Vibrazioni doomy e fangose nei nove minuti di "Mothership egypt", dove ritmiche quasi sludge si coniugano con i riferimenti all'Egitto dei Faraoni, altra costante dello spettro ideologico dei francesi. Lento e poderoso, il pezzo si dipana in maniera complessa tra momenti rocciosi e spazi prog-romantici alla Genesis dei tempi d'oro, in un sincretismo davvero ricco di fascino trasversale.
Per la suite finale "Astral fancy" (19 minuti) vale tutto quello detto fino a questo punto. Gigantesca trip-song multiforme, dove possiamo trovare un pò di tutto: dai richiami arabo-orientali, ai vocalizzi dissonanti, al tessuto psych-rock, alla densità acid-stoner. Un contenitore dai confini molto labili, aperta a variegate soluzioni, dove ciascun interprete fornisce il proprio contributo distintivo. Molto immersiva, avvolgente, caleidoscopica, ma non adatta a tutti.
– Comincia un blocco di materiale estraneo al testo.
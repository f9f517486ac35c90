use crate::ability::AbilityId;
use crate::config::BossConfig;
use crate::error::ConfigError;

/// One combat phase: entry threshold, stat multipliers and allowed abilities.
#[derive(Clone, Debug, PartialEq)]
#[cfg_attr(feature = "serde", derive(serde::Serialize, serde::Deserialize))]
pub struct PhaseDefinition {
    pub name: String,
    /// The phase is entered once health percent drops to this value.
    pub health_threshold_percent: f32,
    pub damage_multiplier: f32,
    pub speed_multiplier: f32,
    #[cfg_attr(feature = "serde", serde(default = "default_multiplier"))]
    pub cooldown_multiplier: f32,
    pub abilities: Vec<AbilityId>,
}

#[cfg(feature = "serde")]
fn default_multiplier() -> f32 {
    1.0
}

impl PhaseDefinition {
    pub fn new(name: impl Into<String>, health_threshold_percent: f32) -> Self {
        Self {
            name: name.into(),
            health_threshold_percent,
            damage_multiplier: 1.0,
            speed_multiplier: 1.0,
            cooldown_multiplier: 1.0,
            abilities: Vec::new(),
        }
    }

    pub fn with_multipliers(mut self, damage: f32, speed: f32, cooldown: f32) -> Self {
        self.damage_multiplier = damage;
        self.speed_multiplier = speed;
        self.cooldown_multiplier = cooldown;
        self
    }

    pub fn with_abilities<I, A>(mut self, abilities: I) -> Self
    where
        I: IntoIterator<Item = A>,
        A: Into<AbilityId>,
    {
        self.abilities = abilities.into_iter().map(Into::into).collect();
        self
    }
}

/// Validated, ordered phase list. Index 0 is the opening phase at 100%.
#[derive(Clone, Debug, PartialEq)]
pub struct PhaseTable {
    phases: Vec<PhaseDefinition>,
}

impl PhaseTable {
    pub fn new(phases: Vec<PhaseDefinition>) -> Result<Self, ConfigError> {
        if phases.is_empty() {
            return Err(ConfigError::NoPhases);
        }

        for (index, phase) in phases.iter().enumerate() {
            let threshold = phase.health_threshold_percent;
            if !(threshold.is_finite() && threshold > 0.0 && threshold <= 100.0) {
                return Err(ConfigError::ThresholdOutOfRange {
                    index,
                    value: threshold,
                });
            }
            if index > 0 {
                let previous = phases[index - 1].health_threshold_percent;
                if threshold >= previous {
                    return Err(ConfigError::ThresholdNotDescending {
                        index,
                        previous,
                        current: threshold,
                    });
                }
            }

            let multipliers = [
                ("damage", phase.damage_multiplier, true),
                ("speed", phase.speed_multiplier, false),
                ("cooldown", phase.cooldown_multiplier, false),
            ];
            for (field, value, zero_ok) in multipliers {
                let in_range = if zero_ok { value >= 0.0 } else { value > 0.0 };
                if !(value.is_finite() && in_range) {
                    return Err(ConfigError::InvalidMultiplier {
                        index,
                        field,
                        value,
                    });
                }
            }

            if phase.abilities.len() > BossConfig::MAX_PHASE_ABILITIES {
                return Err(ConfigError::TooManyAbilities {
                    index,
                    count: phase.abilities.len(),
                    max: BossConfig::MAX_PHASE_ABILITIES,
                });
            }
        }

        let opening = phases[0].health_threshold_percent;
        if opening != 100.0 {
            return Err(ConfigError::MissingOpeningPhase(opening));
        }

        Ok(Self { phases })
    }

    pub fn len(&self) -> usize {
        self.phases.len()
    }

    pub fn is_empty(&self) -> bool {
        self.phases.is_empty()
    }

    pub fn get(&self, index: usize) -> Option<&PhaseDefinition> {
        self.phases.get(index)
    }

    pub fn as_slice(&self) -> &[PhaseDefinition] {
        &self.phases
    }

    pub fn iter(&self) -> impl Iterator<Item = &PhaseDefinition> {
        self.phases.iter()
    }

    /// Phase the given health percent belongs in.
    ///
    /// Thresholds are scanned from the lowest upward; the first one at or
    /// above `health_percent` wins, so equality enters that phase.
    pub fn target_phase(&self, health_percent: f32) -> usize {
        self.phases
            .iter()
            .rposition(|p| p.health_threshold_percent >= health_percent)
            .unwrap_or(0)
    }
}
#![allow(dead_code)]

use boss_core::{
    AbilityDefinition, AbilityKind, Boss, BossConfig, BossDefinition, CombatOracle, EntityRef,
    EventRecorder, PhaseDefinition, TargetCandidate, TargetKind, TickInput, Vec3,
};

pub const DT: f32 = 0.1;

/// Oracle with fixed answers.
#[derive(Default)]
pub struct ScriptedOracle {
    pub blocked_sight: bool,
    pub cover: Option<Vec3>,
    pub hits: Vec<EntityRef>,
    pub blocked_path: bool,
}

impl CombatOracle for ScriptedOracle {
    fn line_of_sight(&self, _from: Vec3, _to: Vec3) -> bool {
        !self.blocked_sight
    }

    fn find_cover(&self, _origin: Vec3, _away: Vec3, _radius: f32) -> Option<Vec3> {
        self.cover
    }

    fn overlap(&self, _center: Vec3, _radius: f32) -> Vec<EntityRef> {
        self.hits.clone()
    }

    fn is_path_blocked(&self, _from: Vec3, _to: Vec3) -> bool {
        self.blocked_path
    }
}

/// Deterministic tuning: no ability or cover rolls.
pub fn config() -> BossConfig {
    let mut config = BossConfig::default().with_seed(7);
    config.ability_use_probability = 0.0;
    config.seek_cover_probability = 0.0;
    config
}

pub fn abilities() -> Vec<AbilityDefinition> {
    vec![
        AbilityDefinition::new("BasicAttack", AbilityKind::Melee)
            .with_damage(50.0)
            .with_range(3.0),
        AbilityDefinition::new(
            "ChargeAttack",
            AbilityKind::Charge {
                speed: 20.0,
                hit_radius: 1.5,
                max_duration: 2.0,
            },
        )
        .with_damage(200.0)
        .with_range(25.0)
        .with_cooldown(8.0)
        .with_cast_time(1.0),
        AbilityDefinition::new("UltimateAbility", AbilityKind::Ultimate)
            .with_damage(500.0)
            .with_cooldown(30.0)
            .with_cast_time(2.0)
            .with_target(TargetKind::All),
        AbilityDefinition::new("Quake", AbilityKind::Area { radius: 5.0 })
            .with_damage(150.0)
            .with_range(6.0)
            .with_cooldown(10.0)
            .with_target(TargetKind::Caster),
    ]
}

/// Opening phase plus thresholds at 75, 50 and 25 percent.
pub fn phases() -> Vec<PhaseDefinition> {
    vec![
        PhaseDefinition::new("Opening", 100.0).with_abilities([
            "BasicAttack",
            "ChargeAttack",
            "UltimateAbility",
        ]),
        PhaseDefinition::new("Aggressive", 75.0)
            .with_multipliers(1.2, 1.1, 0.8)
            .with_abilities(["BasicAttack", "ChargeAttack", "UltimateAbility", "Quake"]),
        PhaseDefinition::new("Desperate", 50.0)
            .with_multipliers(1.4, 1.2, 0.6)
            .with_abilities(["BasicAttack", "ChargeAttack", "UltimateAbility", "Quake"]),
        PhaseDefinition::new("Enraged", 25.0)
            .with_multipliers(1.8, 1.3, 0.5)
            .with_abilities(["BasicAttack", "UltimateAbility"]),
    ]
}

pub fn definition_with(config: BossConfig) -> BossDefinition {
    BossDefinition::new("Warden", config, abilities(), phases())
}

/// A boss at the origin with a recorder subscribed.
pub fn spawn() -> (Boss, EventRecorder) {
    spawn_with(config())
}

pub fn spawn_with(config: BossConfig) -> (Boss, EventRecorder) {
    let mut boss = Boss::new(definition_with(config), Vec3::ZERO).expect("valid boss");
    let recorder = EventRecorder::new();
    boss.subscribe(recorder.clone());
    (boss, recorder)
}

pub fn player_at(x: f32) -> TargetCandidate {
    TargetCandidate::new(EntityRef(1), Vec3::new(x, 0.0, 0.0))
}

pub fn tick_for(
    boss: &mut Boss,
    seconds: f32,
    candidates: &[TargetCandidate],
    oracle: &dyn CombatOracle,
) {
    let steps = (seconds / DT).round() as usize;
    for _ in 0..steps {
        boss.tick(&TickInput::new(DT, candidates, oracle));
    }
}
#[cfg(test)]
mod tests {
    use super::*;
    use crate::tiles::downloader::FetchBackend;
    use std::collections::HashSet;
    use std::path::Path;

    /// Backend for tests that never resolves a fetch
    struct NullBackend;

    impl FetchBackend for NullBackend {
        fn fetch(&self, _url: &str) -> crate::Result<Vec<u8>> {
            Err("no network in tests".into())
        }
    }

    fn test_view(cache_dir: &Path, zoom: u8, width: f64, height: f64) -> MapView {
        let downloader = Downloader::with_backend(
            DownloaderConfig {
                workers: 1,
                cache_dir: cache_dir.to_path_buf(),
            },
            Arc::new(NullBackend),
        );
        MapView::with_downloader(MapSourceConfig::default(), downloader, zoom, width, height)
            .unwrap()
    }

    fn tile_coords(view: &MapView) -> HashSet<(u32, u32)> {
        view.tiles().iter().map(|t| (t.coord.x, t.coord.y)).collect()
    }

    #[test]
    fn test_visible_rectangle_scenario() {
        let dir = tempfile::tempdir().unwrap();
        let view = test_view(dir.path(), 5, 800.0, 600.0);

        // ceil(800/256)+1 = 5 columns, ceil(600/256)+1 = 4 rows
        assert_eq!(view.tiles().len(), 20);
        let coords = tile_coords(&view);
        for x in 0..5 {
            for y in 0..4 {
                assert!(coords.contains(&(x, y)), "missing tile ({}, {})", x, y);
            }
        }
    }

    #[test]
    fn test_pan_evicts_out_of_range_columns() {
        let dir = tempfile::tempdir().unwrap();
        let mut view = test_view(dir.path(), 5, 800.0, 600.0);

        view.pan_by(300.0, 0.0);

        let coords = tile_coords(&view);
        assert!(coords.iter().all(|&(x, _)| x >= 1), "column 0 not evicted");
        assert!(coords.iter().any(|&(x, _)| x == 5), "column 5 not loaded");
        assert_eq!(view.tiles().len(), 20);
    }

    #[test]
    fn test_rect_stays_in_bounds_at_world_edges() {
        let dir = tempfile::tempdir().unwrap();

        // A viewport larger than the whole world at low zoom
        let view = test_view(dir.path(), 1, 800.0, 600.0);
        assert!(view.tiles().iter().all(|t| t.coord.is_valid()));
        assert_eq!(view.tiles().len(), 4);

        // Corners of the world
        let mut view = test_view(dir.path(), 5, 800.0, 600.0);
        for &(lat, lng) in &[(89.9, 179.9), (-89.9, -179.9), (90.0, 180.0), (-90.0, -180.0)] {
            view.center_on(lat, lng);
            assert!(
                view.tiles().iter().all(|t| t.coord.is_valid()),
                "out-of-range tile after center_on({}, {})",
                lat,
                lng
            );
        }
    }

    #[test]
    fn test_spiral_visits_every_cell_once() {
        for &(x_first, y_first, x_count, y_count) in &[
            (0, 0, 1, 1),
            (0, 0, 2, 2),
            (0, 0, 5, 4),
            (0, 0, 1, 10),
            (3, 7, 7, 3),
            (12, 2, 4, 4),
        ] {
            let rect = TileRect {
                x_first,
                x_last: x_first + x_count,
                y_first,
                y_last: y_first + y_count,
            };
            let cells = spiral_order(rect);

            assert_eq!(
                cells.len(),
                (x_count * y_count) as usize,
                "wrong cell count for {:?}",
                rect
            );
            let unique: HashSet<_> = cells.iter().collect();
            assert_eq!(unique.len(), cells.len(), "duplicate cells for {:?}", rect);
            assert!(
                cells.iter().all(|&(x, y)| rect.contains(x, y)),
                "cell outside {:?}",
                rect
            );
        }
    }

    #[test]
    fn test_spiral_starts_at_center() {
        let rect = TileRect {
            x_first: 0,
            x_last: 5,
            y_first: 0,
            y_last: 4,
        };
        assert_eq!(spiral_order(rect)[0], (1, 1));
    }

    #[test]
    fn test_center_on_matches_projection() {
        let dir = tempfile::tempdir().unwrap();
        let mut view = test_view(dir.path(), 5, 800.0, 600.0);

        view.center_on(50.6394, 3.057);

        let source = view.map_source();
        let expected_x = source.pixel_x(5, 3.057) - 400.0;
        let expected_y = source.pixel_y(5, 50.6394) - 300.0;
        let offset = view.viewport_offset();
        assert!((offset.x - expected_x).abs() < 1e-9);
        assert!((offset.y - expected_y).abs() < 1e-9);

        let center = view.center();
        assert!((center.lat - 50.6394).abs() < 1e-9);
        assert!((center.lng - 3.057).abs() < 1e-9);
    }

    #[test]
    fn test_zoom_at_keeps_anchor_fixed() {
        let dir = tempfile::tempdir().unwrap();
        let mut view = test_view(dir.path(), 5, 800.0, 600.0);
        view.center_on(50.6394, 3.057);

        let (ax, ay) = (200.0, 150.0);
        let offset = view.viewport_offset();
        let source = view.map_source();
        let anchor_lng = source.lng_from_pixel(5, offset.x + ax);
        let anchor_lat = source.lat_from_pixel(5, offset.y + ay);

        view.set_zoom_at(6, ax, ay);
        assert_eq!(view.zoom(), 6);

        let offset = view.viewport_offset();
        let source = view.map_source();
        let sx = source.pixel_x(6, anchor_lng) - offset.x;
        let sy = source.pixel_y(6, anchor_lat) - offset.y;
        assert!((sx - ax).abs() < 1e-6, "anchor drifted horizontally: {}", sx);
        assert!((sy - ay).abs() < 1e-6, "anchor drifted vertically: {}", sy);
    }

    #[test]
    fn test_zoom_change_invalidates_active_set() {
        let dir = tempfile::tempdir().unwrap();
        let mut view = test_view(dir.path(), 5, 800.0, 600.0);
        view.center_on(50.6394, 3.057);

        view.set_zoom_at(6, 400.0, 300.0);
        assert!(view.tiles().iter().all(|t| t.coord.z == 6));

        // Same zoom is a no-op and keeps the set intact
        let before = view.tiles().len();
        view.set_zoom_at(6, 400.0, 300.0);
        assert_eq!(view.tiles().len(), before);
    }

    #[test]
    fn test_zoom_clamped_to_source_range() {
        let dir = tempfile::tempdir().unwrap();
        let mut view = test_view(dir.path(), 5, 800.0, 600.0);

        view.set_zoom_at(63, 400.0, 300.0);
        assert_eq!(view.zoom(), view.map_source().max_zoom);
    }

    #[test]
    fn test_cached_tiles_need_no_fetch() {
        use std::sync::atomic::{AtomicUsize, Ordering};

        struct CountingBackend(AtomicUsize);
        impl FetchBackend for CountingBackend {
            fn fetch(&self, _url: &str) -> crate::Result<Vec<u8>> {
                self.0.fetch_add(1, Ordering::SeqCst);
                Ok(vec![0])
            }
        }

        let dir = tempfile::tempdir().unwrap();
        // Pre-populate the disk cache for the whole visible rectangle
        for x in 0..5 {
            for y in 0..4 {
                std::fs::write(dir.path().join(format!("osm_5_{}_{}.png", x, y)), b"tile")
                    .unwrap();
            }
        }

        let backend = Arc::new(CountingBackend(AtomicUsize::new(0)));
        let downloader = Downloader::with_backend(
            DownloaderConfig {
                workers: 1,
                cache_dir: dir.path().to_path_buf(),
            },
            backend.clone(),
        );
        let mut view =
            MapView::with_downloader(MapSourceConfig::default(), downloader, 5, 800.0, 600.0)
                .unwrap();

        // Every tile resolved synchronously from the cache
        assert!(view.tiles().iter().all(|t| t.state == TileState::Done));
        assert_eq!(view.drain().len(), 20);
        assert_eq!(backend.0.load(Ordering::SeqCst), 0);

        // A repeated visibility pass issues no new work
        view.pan_by(0.0, 0.0);
        assert_eq!(view.tiles().len(), 20);
        assert!(view.drain().is_empty());
        assert_eq!(backend.0.load(Ordering::SeqCst), 0);
    }

    #[test]
    fn test_unload_clears_active_set_only() {
        let dir = tempfile::tempdir().unwrap();
        let cached = dir.path().join("osm_5_0_0.png");
        std::fs::write(&cached, b"tile").unwrap();

        let mut view = test_view(dir.path(), 5, 800.0, 600.0);
        assert!(!view.tiles().is_empty());

        view.unload();
        assert!(view.tiles().is_empty());
        assert!(view.drain().is_empty());
        assert!(cached.exists());
    }

    #[test]
    fn test_set_map_source_swaps_and_reloads() {
        let dir = tempfile::tempdir().unwrap();
        let mut view = test_view(dir.path(), 19, 800.0, 600.0);
        assert_eq!(view.zoom(), 19);

        view.set_map_source(MapSourceConfig::Preset("osm-de".to_string()))
            .unwrap();
        // osm-de tops out at 18, so the zoom is re-clamped
        assert_eq!(view.zoom(), 18);
        assert_eq!(view.map_source().cache_key, "osm-de");
        assert!(view.tiles().iter().all(|t| t.coord.z == 18));

        assert!(view
            .set_map_source(MapSourceConfig::Preset("bogus".to_string()))
            .is_err());
    }

    #[test]
    fn test_resize_keeps_geographic_center() {
        let dir = tempfile::tempdir().unwrap();
        let mut view = test_view(dir.path(), 5, 800.0, 600.0);
        view.center_on(50.6394, 3.057);

        view.resize(1024.0, 768.0);

        let center = view.center();
        assert!((center.lat - 50.6394).abs() < 1e-9);
        assert!((center.lng - 3.057).abs() < 1e-9);
        assert_eq!(view.viewport_size(), Point::new(1024.0, 768.0));
    }
}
Chi predilige gli stili concisi ed immediati, senza sorprese o passaggi inattesi, facilmente si perderà nei meandri sonici degli Orgöne.

La formazione di Rennes ha probabilmente ancora bisogno di focalizzare meglio la sua proposta musicale. Talvolta sembra perdere un pò il filo del discorso, di autocelebrare la propria attitudine libera ed istintiva, di godere smodatamente nell'arricchire le canzoni di arabeschi e trame intricate. Però, come debutto è sicuramente impressionante. Psichedelia fuori dagli schemi, intuizioni gustose, cerebralità e visceralità, richiami culturali ed orizzonti anarchici. Una band che potrebbe fare il botto nel prossimo futuro.